Remapping a dataset to HEALPix#
In this tutorial we will remap a dataset from the native ICON grid to HEALPix. The dataset used as an example is from the EERIE project and is available online. It consists of five 2d variables and covers 23 years with a 6 hour time step.
import healpix as hp
import numpy as np
import xarray as xr
import easygems.healpix as egh
import easygems.remap as egr
ds = xr.open_dataset(
"https://eerie.cloud.dkrz.de/datasets/icon-esm-er.eerie-control-1950.v20240618.atmos.native.2d_6h_inst/kerchunk",
engine="zarr",
chunks={},
)
ds
<xarray.Dataset> Size: 8TB Dimensions: (ncells: 5242880, height: 1, height_2: 1, time: 73051) Coordinates: cell_sea_land_mask (ncells) float64 42MB dask.array<chunksize=(5242880,), meta=np.ndarray> * height (height) float64 8B 10.0 * height_2 (height_2) float64 8B 2.0 lat (ncells) float64 42MB dask.array<chunksize=(5242880,), meta=np.ndarray> lon (ncells) float64 42MB dask.array<chunksize=(5242880,), meta=np.ndarray> * time (time) datetime64[ns] 584kB 1991-01-01T05:59:59 ... 2... Dimensions without coordinates: ncells Data variables: hus2m (time, height_2, ncells) float32 2TB dask.array<chunksize=(1, 1, 5242880), meta=np.ndarray> psl (time, ncells) float32 2TB dask.array<chunksize=(1, 5242880), meta=np.ndarray> ts (time, ncells) float32 2TB dask.array<chunksize=(1, 5242880), meta=np.ndarray> uas (time, height, ncells) float32 2TB dask.array<chunksize=(1, 1, 5242880), meta=np.ndarray> vas (time, height, ncells) float32 2TB dask.array<chunksize=(1, 1, 5242880), meta=np.ndarray> Attributes: (12/31) Conventions: CF-1.7 CMIP-6.2 activity_id: EERIE data_specs_version: 01.00.32 forcing_index: 1 initialization_index: 1 license: EERIE model data produced by MPI-M is licensed und... ... ... parent_activity_id: EERIE sub_experiment_id: none experiment: coupled control with fixed 1950's forcing (HighRes... source: ICON-ESM-ER (2023): \naerosol: none, prescribed MA... institution: Max Planck Institute for Meteorology, Hamburg 2014... sub_experiment: none
The first step is to create a HEALPix grid that is close to the resolution of our source grid. Here we will choose an order of 9 (also known as “zoom”) and “nest” ordering.
order = zoom = 9
nside = hp.order2nside(order)
npix = hp.nside2npix(nside)
hp_lon, hp_lat = hp.pix2ang(nside=nside, ipix=np.arange(npix), lonlat=True, nest=True)
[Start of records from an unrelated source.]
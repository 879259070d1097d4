//! One-shot playback timer
//!
//! The controller arms the timer after each applied step, so the delay is
//! measured from tick completion. Firing or cancelling disarms it; at most one
//! deadline is pending at a time.

use std::time::{Duration, Instant};

#[derive(Debug, Clone, Default)]
pub struct Timer {
    deadline: Option<Instant>,
}

impl Timer {
    pub fn new() -> Self {
        Timer { deadline: None }
    }

    /// Schedule a single fire `delay` after `from`, replacing any pending one
    pub fn arm(&mut self, from: Instant, delay: Duration) {
        self.deadline = Some(from + delay);
    }

    /// Drop the pending fire, if any. Idempotent.
    pub fn cancel(&mut self) {
        self.deadline = None;
    }

    pub fn deadline(&self) -> Option<Instant> {
        self.deadline
    }

    /// Consume the pending fire if its deadline has passed
    pub fn fire(&mut self, now: Instant) -> bool {
        match self.deadline {
            Some(deadline) if now >= deadline => {
                self.deadline = None;
                true
            }
            _ => false,
        }
    }
}
use async_trait::async_trait;

use crate::errors::ExecutorError;
use crate::results::TestOutcome;
use crate::suite::{TestCase, TranscriptTurn};

/// Runs a single test against a bot.
///
/// A returned `Ok` outcome may still be a failing test. `Err` means the
/// executor itself could not finish the test; see
/// [`ExecutorError::is_systemic`] for how the orchestrator treats it.
#[async_trait]
pub trait TestExecutor: Send + Sync {
    fn name(&self) -> &str;

    async fn execute(&self, test: &TestCase) -> Result<TestOutcome, ExecutorError>;
}

/// Fetches transcripts referenced by URL.
#[async_trait]
pub trait TranscriptLoader: Send + Sync {
    async fn load(&self, url: &str) -> Result<Vec<TranscriptTurn>, ExecutorError>;
}
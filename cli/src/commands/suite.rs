//! `bft suite` - runs one suite without the HTTP surface.

use std::collections::HashMap;

use bft_core::api::{AppContext, CliError, RunRecord, SuiteVerdict};
use bft_plugins::services::PluginServicesFactory;

use crate::commands::cli::SuiteArgs;

/// Exit code for a finished record: success 0, failure 1, error 2.
pub fn exit_code(record: &RunRecord) -> i32 {
    match record.verdict {
        SuiteVerdict::Success => 0,
        SuiteVerdict::Failure => 1,
        SuiteVerdict::Error | SuiteVerdict::Pending => 2,
    }
}

pub async fn handle_suite(args: SuiteArgs, ctx: &AppContext) -> Result<i32, CliError> {
    let body = tokio::fs::read(&args.file).await?;
    let suite = bft_core::api::parse_suite_request(&HashMap::new(), &body)?;

    let services = ctx
        .build_services(&PluginServicesFactory)
        .map_err(CliError::Services)?;
    let orchestrator = ctx.orchestrator(services);

    let run_id = orchestrator.store().allocate();
    tracing::info!(run_id = %run_id, suite = %suite.name, "Running suite from {}", args.file.display());

    let record = orchestrator
        .run_to_completion(run_id.clone(), suite)
        .await
        .ok_or_else(|| CliError::Command(format!("run {run_id} produced no record")))?;

    let rendered = if args.compact {
        serde_json::to_string(record.as_ref())
    } else {
        serde_json::to_string_pretty(record.as_ref())
    }
    .map_err(|e| CliError::Command(format!("could not render record: {e}")))?;
    println!("{rendered}");

    Ok(exit_code(&record))
}
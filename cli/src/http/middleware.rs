//! HTTP middleware: CORS, request timeout, request logging and token auth.

use axum::{
    body::Body,
    extract::State,
    http::{header, HeaderValue, Method, Request},
    middleware::Next,
    response::{IntoResponse, Response},
};
use std::time::{Duration, Instant};
use tower_http::{cors::CorsLayer, timeout::TimeoutLayer};
use tracing::{info, warn};

use super::{error::HttpServerError, AppState};

/// CORS + timeout, applied to every route.
pub fn create_middleware_stack(
    request_timeout: Duration,
) -> tower::layer::util::Stack<CorsLayer, TimeoutLayer> {
    tower::layer::util::Stack::new(create_cors_layer(), create_timeout_layer(request_timeout))
}

/// Browser access is limited to localhost origins.
fn create_cors_layer() -> CorsLayer {
    CorsLayer::new()
        .allow_origin(tower_http::cors::AllowOrigin::predicate(
            |origin: &HeaderValue, _| {
                origin
                    .to_str()
                    .map(|s| {
                        s.starts_with("http://localhost")
                            || s.starts_with("https://localhost")
                            || s.starts_with("http://127.0.0.1")
                            || s.starts_with("https://127.0.0.1")
                    })
                    .unwrap_or(false)
            },
        ))
        .allow_methods([Method::GET, Method::POST, Method::OPTIONS])
        .allow_headers([header::CONTENT_TYPE, header::AUTHORIZATION, header::ACCEPT])
        .expose_headers([header::LOCATION, header::RETRY_AFTER])
        .allow_credentials(true)
        .max_age(Duration::from_secs(3600))
}

/// Bounds synchronous `/test` runs; suite submissions return immediately.
fn create_timeout_layer(request_timeout: Duration) -> TimeoutLayer {
    TimeoutLayer::new(request_timeout)
}

pub async fn request_logger(req: Request<Body>, next: Next) -> Response {
    let method = req.method().clone();
    let uri = req.uri().clone();
    let start = Instant::now();

    let response = next.run(req).await;

    let duration = start.elapsed();
    let status = response.status();

    if status.is_client_error() || status.is_server_error() {
        warn!(
            method = %method,
            uri = %uri,
            status = %status.as_u16(),
            duration_ms = %duration.as_millis(),
            "Request failed"
        );
    } else {
        info!(
            method = %method,
            uri = %uri,
            status = %status.as_u16(),
            duration_ms = %duration.as_millis(),
            "Request completed"
        );
    }

    response
}

/// Rejects requests without the configured token. Accepts
/// `Authorization: Bearer <token>` or the bare token.
pub async fn require_token(
    State(state): State<AppState>,
    req: Request<Body>,
    next: Next,
) -> Response {
    let Some(expected) = state.config.auth.token() else {
        return next.run(req).await;
    };

    let presented = req
        .headers()
        .get(header::AUTHORIZATION)
        .and_then(|v| v.to_str().ok())
        .map(|v| v.strip_prefix("Bearer ").unwrap_or(v).trim());

    if presented == Some(expected) {
        next.run(req).await
    } else {
        warn!(uri = %req.uri(), "Rejected request without valid token");
        state.record_error();
        HttpServerError::Unauthorized.into_response()
    }
}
hp_lon = (hp_lon + 180) % 360 - 180 # [-180, 180)
hp_lon += 360 / (4 * nside) / 4 # shift quarter-width
Next, we can use our defined source and target grids to compute interpolation weights.
The easygems
package provides a function to compute these weights using the Delaunay triangulation method.
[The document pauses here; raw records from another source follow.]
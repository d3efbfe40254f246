//! Runs a transcript against a bot through the Bot Framework Direct Line 3.0
//! REST API.

use std::collections::{HashMap, VecDeque};
use std::time::Duration;

use anyhow::Result;
use async_trait::async_trait;
use bft_core::api::{DirectLineConfig, ExecutorError, Role, TestCase, TestExecutor, TestOutcome};
use reqwest::{Client, Response, StatusCode};
use serde::Deserialize;
use tokio::time::Instant;

const SNIPPET_CHARS: usize = 200;
/// Headroom past the test deadline before a stalled request is abandoned.
const STALL_GRACE: Duration = Duration::from_millis(500);

pub struct DirectLineExecutor {
    http: Client,
    base_url: String,
    secret: String,
    bots: HashMap<String, String>,
    poll_interval: Duration,
    default_timeout: Duration,
}

impl DirectLineExecutor {
    pub fn new(cfg: &DirectLineConfig) -> Result<Self> {
        let http = Client::builder()
            .connect_timeout(Duration::from_secs(10))
            .build()?;
        Ok(Self {
            http,
            base_url: cfg.base_url.trim_end_matches('/').to_string(),
            secret: cfg.secret.clone(),
            bots: cfg.bots.clone(),
            poll_interval: Duration::from_millis(cfg.poll_interval_ms),
            default_timeout: Duration::from_millis(cfg.default_timeout_ms),
        })
    }

    fn secret_for(&self, bot: Option<&str>) -> Result<&str, ExecutorError> {
        match bot {
            Some(name) => self
                .bots
                .get(name)
                .map(String::as_str)
                .ok_or_else(|| ExecutorError::UnknownBot(name.to_string())),
            None if self.secret.is_empty() => Err(ExecutorError::UnknownBot("<default>".into())),
            None => Ok(&self.secret),
        }
    }
}

#[async_trait]
impl TestExecutor for DirectLineExecutor {
    fn name(&self) -> &str {
        "directline"
    }

    /// The whole exchange is bounded by the test timeout, so a channel that
    /// accepts a request and never answers still yields a failing outcome.
    async fn execute(&self, test: &TestCase) -> Result<TestOutcome, ExecutorError> {
        let secret = self.secret_for(test.bot.as_deref())?;
        let timeout = test.timeout.unwrap_or(self.default_timeout);

        match tokio::time::timeout(timeout + STALL_GRACE, self.converse(test, secret, timeout))
            .await
        {
            Ok(result) => result,
            Err(_) => {
                tracing::warn!(test = %test.name, "Direct Line request stalled past the test timeout");
                Ok(TestOutcome::fail(
                    &test.name,
                    format!(
                        "bot channel did not respond within {}ms",
                        timeout.as_millis()
                    ),
                ))
            }
        }
    }
}

impl DirectLineExecutor {
    async fn converse(
        &self,
        test: &TestCase,
        secret: &str,
        timeout: Duration,
    ) -> Result<TestOutcome, ExecutorError> {
        let deadline = Instant::now() + timeout;
        let user_id = test
            .user_id
            .clone()
            .unwrap_or_else(|| format!("bft-{}", uuid::Uuid::new_v4()));

        let mut convo = Conversation::start(&self.http, &self.base_url, secret).await?;
        tracing::debug!(test = %test.name, conversation = %convo.id, "Direct Line conversation started");

        for (idx, turn) in test.transcript.iter().enumerate() {
            match turn.role {
                Role::User => convo.send(&user_id, &turn.text).await?,
                Role::Bot => {
                    let reply = convo
                        .next_reply(&user_id, deadline, self.poll_interval)
                        .await?;
                    match reply {
                        Some(actual) if actual.trim() == turn.text.trim() => {}
                        Some(actual) => {
                            return Ok(TestOutcome::fail(
                                &test.name,
                                format!("bot reply at turn {} did not match", idx + 1),
                            )
                            .with_mismatch(&turn.text, actual));
                        }
                        None => {
                            return Ok(TestOutcome::fail(
                                &test.name,
                                format!(
                                    "no bot reply at turn {} within {}ms",
                                    idx + 1,
                                    timeout.as_millis()
                                ),
                            )
                            .with_mismatch(&turn.text, ""));
                        }
                    }
                }
            }
        }

        Ok(TestOutcome::pass(&test.name))
    }
}

#[derive(Debug, Deserialize)]
#[serde(rename_all = "camelCase")]
struct ConversationResponse {
    conversation_id: String,
    token: Option<String>,
}

#[derive(Debug, Deserialize)]
struct ActivitySet {
    #[serde(default)]
    activities: Vec<Activity>,
    watermark: Option<String>,
}

#[derive(Debug, Deserialize)]
struct Activity {
    #[serde(rename = "type")]
    kind: String,
    from: ChannelAccount,
    text: Option<String>,
}

#[derive(Debug, Deserialize)]
struct ChannelAccount {
    id: String,
}

struct Conversation<'a> {
    http: &'a Client,
    url: String,
    id: String,
    token: String,
    watermark: Option<String>,
    pending: VecDeque<String>,
}

impl<'a> Conversation<'a> {
    async fn start(http: &'a Client, base_url: &str, secret: &str) -> Result<Self, ExecutorError> {
        let resp = http
            .post(format!("{base_url}/v3/directline/conversations"))
            .bearer_auth(secret)
            .send()
            .await
            .map_err(|e| ExecutorError::Transport(e.into()))?;
        let started: ConversationResponse = decode(check_status(resp).await?).await?;
        Ok(Self {
            http,
            url: format!(
                "{base_url}/v3/directline/conversations/{}/activities",
                started.conversation_id
            ),
            id: started.conversation_id,
            token: started.token.unwrap_or_else(|| secret.to_string()),
            watermark: None,
            pending: VecDeque::new(),
        })
    }

    async fn send(&mut self, user_id: &str, text: &str) -> Result<(), ExecutorError> {
        let body = serde_json::json!({
            "type": "message",
            "from": { "id": user_id },
            "text": text,
        });
        let resp = self
            .http
            .post(&self.url)
            .bearer_auth(&self.token)
            .json(&body)
            .send()
            .await
            .map_err(|e| ExecutorError::Transport(e.into()))?;
        check_status(resp).await?;
        Ok(())
    }

    /// Next message from anyone but `user_id`, or `None` once `deadline` passes.
    async fn next_reply(
        &mut self,
        user_id: &str,
        deadline: Instant,
        poll_interval: Duration,
    ) -> Result<Option<String>, ExecutorError> {
        loop {
            if let Some(reply) = self.pending.pop_front() {
                return Ok(Some(reply));
            }
            let now = Instant::now();
            if now >= deadline {
                return Ok(None);
            }

            self.poll(user_id).await?;
            if self.pending.is_empty() {
                tokio::time::sleep(poll_interval.min(deadline - now)).await;
            }
        }
    }

    async fn poll(&mut self, user_id: &str) -> Result<(), ExecutorError> {
        let mut req = self.http.get(&self.url).bearer_auth(&self.token);
        if let Some(w) = &self.watermark {
            req = req.query(&[("watermark", w)]);
        }
        let resp = req
            .send()
            .await
            .map_err(|e| ExecutorError::Transport(e.into()))?;
        let set: ActivitySet = decode(check_status(resp).await?).await?;

        self.pending.extend(
            set.activities
                .into_iter()
                .filter(|a| a.kind == "message" && a.from.id != user_id)
                .map(|a| a.text.unwrap_or_default()),
        );
        if set.watermark.is_some() {
            self.watermark = set.watermark;
        }
        Ok(())
    }
}

async fn check_status(resp: Response) -> Result<Response, ExecutorError> {
    let status = resp.status();
    if status.is_success() {
        return Ok(resp);
    }
    if status == StatusCode::UNAUTHORIZED || status == StatusCode::FORBIDDEN {
        return Err(ExecutorError::Unauthorized {
            status: status.as_u16(),
        });
    }
    let body_snippet: String = resp
        .text()
        .await
        .unwrap_or_default()
        .chars()
        .take(SNIPPET_CHARS)
        .collect();
    if status.is_server_error() {
        Err(ExecutorError::Unavailable {
            status: status.as_u16(),
            body_snippet,
        })
    } else {
        Err(ExecutorError::HttpStatus {
            status: status.as_u16(),
            body_snippet,
        })
    }
}

async fn decode<T: serde::de::DeserializeOwned>(resp: Response) -> Result<T, ExecutorError> {
    let bytes = resp
        .bytes()
        .await
        .map_err(|e| ExecutorError::Transport(e.into()))?;
    serde_json::from_slice(&bytes).map_err(|e| ExecutorError::Decode(e.into()))
}
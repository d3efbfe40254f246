pub mod executor;
pub mod factory;
pub mod services;
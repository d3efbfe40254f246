use std::sync::Arc;

use futures::future::try_join_all;
use futures::stream::FuturesUnordered;
use futures::StreamExt;
use tokio::sync::Semaphore;
use tokio::task::JoinHandle;
use tracing::{debug, info, warn};

use crate::config::SuiteConfig;
use crate::context::Services;
use crate::errors::{ExecutorError, OrchestrationError};
use crate::executor::TranscriptLoader;
use crate::results::{ResultsStore, RunId, RunRecord, TestOutcome};

use super::reaper::RetentionReaper;
use super::types::{SuiteDefinition, TestCase, TestDefinition, TranscriptSource};

/// Loads a test's transcript if it is referenced by URL.
pub async fn materialize(
    def: &TestDefinition,
    loader: &dyn TranscriptLoader,
) -> Result<TestCase, ExecutorError> {
    let transcript = match &def.transcript {
        TranscriptSource::Inline(turns) => turns.clone(),
        TranscriptSource::Url(url) => loader.load(url).await?,
    };
    Ok(TestCase::from_definition(def, transcript))
}

/// Drives suite runs from allocation to their single terminal record.
///
/// Per-test executor errors become `error` outcomes and the suite verdict is
/// `failure`. Systemic executor errors, transcript loading failures and
/// panics abort the run with verdict `error`.
pub struct SuiteOrchestrator {
    store: Arc<ResultsStore>,
    services: Services,
    reaper: RetentionReaper,
    max_parallel: usize,
}

impl SuiteOrchestrator {
    pub fn new(store: Arc<ResultsStore>, services: Services, cfg: &SuiteConfig) -> Self {
        let reaper = RetentionReaper::new(Arc::clone(&store), cfg.retention());
        Self {
            store,
            services,
            reaper,
            max_parallel: cfg.max_parallel_tests.max(1),
        }
    }

    pub fn store(&self) -> &Arc<ResultsStore> {
        &self.store
    }

    pub fn services(&self) -> &Services {
        &self.services
    }

    /// Allocates a run id and starts the suite in the background. Returns
    /// before any test has run.
    pub fn submit(self: &Arc<Self>, suite: SuiteDefinition) -> RunId {
        let run_id = self.store.allocate();
        self.start(run_id.clone(), suite);
        run_id
    }

    /// Starts an already allocated run in the background.
    pub fn start(
        self: &Arc<Self>,
        run_id: RunId,
        suite: SuiteDefinition,
    ) -> JoinHandle<Option<Arc<RunRecord>>> {
        let this = Arc::clone(self);
        tokio::spawn(async move { this.run_to_completion(run_id, suite).await })
    }

    /// Runs the suite, publishes its record and schedules its deletion.
    /// Returns `None` if the record could not be published (the run was
    /// deleted or already finished).
    pub async fn run_to_completion(
        self: Arc<Self>,
        run_id: RunId,
        suite: SuiteDefinition,
    ) -> Option<Arc<RunRecord>> {
        info!(
            run_id = %run_id,
            suite = %suite.name,
            tests = suite.tests.len(),
            "Started suite run"
        );

        // A panic anywhere in the run surfaces here as a JoinError.
        let worker = {
            let this = Arc::clone(&self);
            tokio::spawn(async move { this.run_tests(&suite).await })
        };
        let record = match worker.await {
            Ok(Ok(results)) => RunRecord::completed(run_id.clone(), results),
            Ok(Err(err)) => {
                warn!(run_id = %run_id, error = %err, "Error occurred during suite run");
                RunRecord::errored(run_id.clone(), format!("Error while running test suite: {err}"))
            }
            Err(join_err) => {
                let err = OrchestrationError::Aborted(join_err.to_string());
                warn!(run_id = %run_id, error = %err, "Suite run aborted");
                RunRecord::errored(run_id.clone(), format!("Error while running test suite: {err}"))
            }
        };

        match self.store.write_result(record) {
            Ok(record) => {
                info!(
                    run_id = %run_id,
                    verdict = ?record.verdict,
                    retention_secs = self.reaper.delay().as_secs(),
                    "Finished suite run"
                );
                self.reaper.schedule(Arc::clone(&record));
                Some(record)
            }
            Err(err) => {
                warn!(run_id = %run_id, error = %err, "Suite result discarded");
                None
            }
        }
    }

    /// Runs one test to completion in the caller's task.
    pub async fn run_single(&self, def: &TestDefinition) -> Result<TestOutcome, ExecutorError> {
        let case = materialize(def, self.services.loader.as_ref()).await?;
        self.services.executor.execute(&case).await
    }

    async fn run_tests(&self, suite: &SuiteDefinition) -> Result<Vec<TestOutcome>, OrchestrationError> {
        let loader = self.services.loader.as_ref();
        let cases = try_join_all(suite.tests.iter().map(|def| async move {
            materialize(def, loader)
                .await
                .map_err(|source| OrchestrationError::Materialize {
                    test: def.name.clone(),
                    source,
                })
        }))
        .await?;

        let total = cases.len();
        let sem = Arc::new(Semaphore::new(self.max_parallel));
        let mut futs: FuturesUnordered<_> = FuturesUnordered::new();

        for (idx, case) in cases.into_iter().enumerate() {
            let sem = Arc::clone(&sem);
            let executor = Arc::clone(&self.services.executor);

            futs.push(async move {
                let _permit = sem.acquire_owned().await.map_err(|_| {
                    OrchestrationError::Aborted("test semaphore closed unexpectedly".into())
                })?;
                debug!(test = %case.name, executor = executor.name(), "Dispatching test");
                match executor.execute(&case).await {
                    Ok(outcome) => Ok((idx, outcome)),
                    Err(err) if err.is_systemic() => Err(OrchestrationError::Systemic {
                        test: case.name.clone(),
                        source: err,
                    }),
                    Err(err) => {
                        debug!(test = %case.name, error = %err, "Test execution error");
                        Ok((idx, TestOutcome::error(case.name.clone(), err.to_string())))
                    }
                }
            });
        }

        // Outcomes arrive in completion order; report them in submission order.
        let mut slots: Vec<Option<TestOutcome>> = vec![None; total];
        while let Some(res) = futs.next().await {
            let (idx, outcome) = res?;
            slots[idx] = Some(outcome);
        }
        slots
            .into_iter()
            .map(|slot| {
                slot.ok_or_else(|| OrchestrationError::Aborted("test produced no outcome".into()))
            })
            .collect()
    }
}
weights = egr.compute_weights_delaunay((ds.lon, ds.lat), (hp_lon, hp_lat))
# You can also save the calculated weights for future use
# weights.to_netcdf("healpix_weights.nc")
These weights can be applied to single fields directly:
egh.healpix_show(egr.apply_weights(ds.ts.isel(time=0), **weights))
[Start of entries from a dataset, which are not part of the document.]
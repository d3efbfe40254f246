// core/src/errors/config_error.rs
use thiserror::Error;

#[derive(Debug, Error)]
pub enum ConfigError {
    #[error("config file not found: {0}")]
    NotFound(String),

    #[error("config file unreadable: {path}")]
    Io {
        path: String,
        #[source]
        source: std::io::Error,
    },

    #[error("config parse error")]
    Parse(#[source] anyhow::Error),

    #[error("config validation error: {0}")]
    Validation(String),

    #[error("env var invalid: {key}")]
    EnvInvalid {
        key: String,
        #[source]
        source: anyhow::Error,
    },
}
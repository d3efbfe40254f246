use std::collections::hash_map::Entry;
use std::collections::HashMap;
use std::sync::{Arc, PoisonError, RwLock, RwLockReadGuard, RwLockWriteGuard};

use chrono::{DateTime, Local};

use crate::errors::StoreError;

use super::{RunId, RunRecord};

#[derive(Debug, Clone)]
enum RunState {
    Running { started_at: DateTime<Local> },
    Finished(Arc<RunRecord>),
}

/// What a poller can observe for a run id.
#[derive(Debug, Clone, PartialEq)]
pub enum RunStatus {
    /// Never allocated, or already deleted.
    Unknown,
    Running,
    Finished(Arc<RunRecord>),
}

#[derive(Debug, Clone, Copy, Default, PartialEq, Eq)]
pub struct StoreCounts {
    pub running: usize,
    pub finished: usize,
}

/// Concurrency-safe map from run id to run state.
///
/// Records are published whole behind an `Arc`, so a reader either sees no
/// record or a complete one. Deleting a run never invalidates a snapshot a
/// reader already holds.
#[derive(Debug, Default)]
pub struct ResultsStore {
    runs: RwLock<HashMap<RunId, RunState>>,
}

impl ResultsStore {
    pub fn new() -> Self {
        Self::default()
    }

    /// Allocates a fresh run id and marks it active in one step.
    pub fn allocate(&self) -> RunId {
        self.allocate_with(RunId::generate)
    }

    /// Draws ids from `next` until one is not active.
    pub fn allocate_with(&self, mut next: impl FnMut() -> RunId) -> RunId {
        let mut runs = self.write();
        loop {
            let candidate = next();
            if let Entry::Vacant(slot) = runs.entry(candidate.clone()) {
                slot.insert(RunState::Running {
                    started_at: Local::now(),
                });
                return candidate;
            }
            tracing::debug!(run_id = %candidate, "run id collision, drawing again");
        }
    }

    pub fn mark_active(&self, run_id: &RunId) -> Result<(), StoreError> {
        match self.write().entry(run_id.clone()) {
            Entry::Occupied(_) => Err(StoreError::AlreadyActive(run_id.clone())),
            Entry::Vacant(slot) => {
                slot.insert(RunState::Running {
                    started_at: Local::now(),
                });
                Ok(())
            }
        }
    }

    pub fn is_active(&self, run_id: &RunId) -> bool {
        self.read().contains_key(run_id)
    }

    /// Publishes the terminal record of an active run. A run accepts exactly
    /// one record.
    pub fn write_result(&self, record: RunRecord) -> Result<Arc<RunRecord>, StoreError> {
        let mut runs = self.write();
        let Some(state) = runs.get_mut(&record.run_id) else {
            return Err(StoreError::UnknownRun(record.run_id));
        };
        let started_at = match state {
            RunState::Finished(_) => return Err(StoreError::AlreadyFinished(record.run_id)),
            RunState::Running { started_at } => *started_at,
        };
        tracing::debug!(
            run_id = %record.run_id,
            elapsed_ms = (record.finished_at - started_at).num_milliseconds(),
            "publishing run record"
        );
        let record = Arc::new(record);
        *state = RunState::Finished(Arc::clone(&record));
        Ok(record)
    }

    /// The terminal record, if any. `None` covers both unknown and still
    /// running ids; use [`is_active`](Self::is_active) or
    /// [`status`](Self::status) to tell them apart.
    pub fn read_result(&self, run_id: &RunId) -> Option<Arc<RunRecord>> {
        match self.read().get(run_id) {
            Some(RunState::Finished(record)) => Some(Arc::clone(record)),
            _ => None,
        }
    }

    pub fn status(&self, run_id: &RunId) -> RunStatus {
        match self.read().get(run_id) {
            None => RunStatus::Unknown,
            Some(RunState::Running { .. }) => RunStatus::Running,
            Some(RunState::Finished(record)) => RunStatus::Finished(Arc::clone(record)),
        }
    }

    /// Removes the run and its record. Returns whether anything was removed;
    /// deleting an unknown id is a no-op.
    pub fn delete(&self, run_id: &RunId) -> bool {
        self.write().remove(run_id).is_some()
    }

    /// Removes the run only if it still holds exactly `record`.
    pub fn expire(&self, run_id: &RunId, record: &Arc<RunRecord>) -> bool {
        let mut runs = self.write();
        match runs.get(run_id) {
            Some(RunState::Finished(current)) if Arc::ptr_eq(current, record) => {
                runs.remove(run_id);
                true
            }
            _ => false,
        }
    }

    pub fn counts(&self) -> StoreCounts {
        self.read()
            .values()
            .fold(StoreCounts::default(), |mut acc, state| {
                match state {
                    RunState::Running { .. } => acc.running += 1,
                    RunState::Finished(_) => acc.finished += 1,
                }
                acc
            })
    }

    fn read(&self) -> RwLockReadGuard<'_, HashMap<RunId, RunState>> {
        self.runs.read().unwrap_or_else(PoisonError::into_inner)
    }

    fn write(&self) -> RwLockWriteGuard<'_, HashMap<RunId, RunState>> {
        self.runs.write().unwrap_or_else(PoisonError::into_inner)
    }
}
<matplotlib.image.AxesImage at 0x7f870a96a240>
/usr/lib/python3.12/site-packages/cartopy/io/__init__.py:241: DownloadWarning: Downloading: https://naturalearth.s3.amazonaws.com/110m_physical/ne_110m_coastline.zip
warnings.warn(f'Downloading: {url}', DownloadWarning)
<Figure size 640x480 with 0 Axes>

Alternatively, we can use xarray’s apply_ufunc() function to lift the function onto a full dataset. This requires a coupled of additional information from the user, e.g. the input dimension along which the function should be applied, and the resulting output dimensions name and size.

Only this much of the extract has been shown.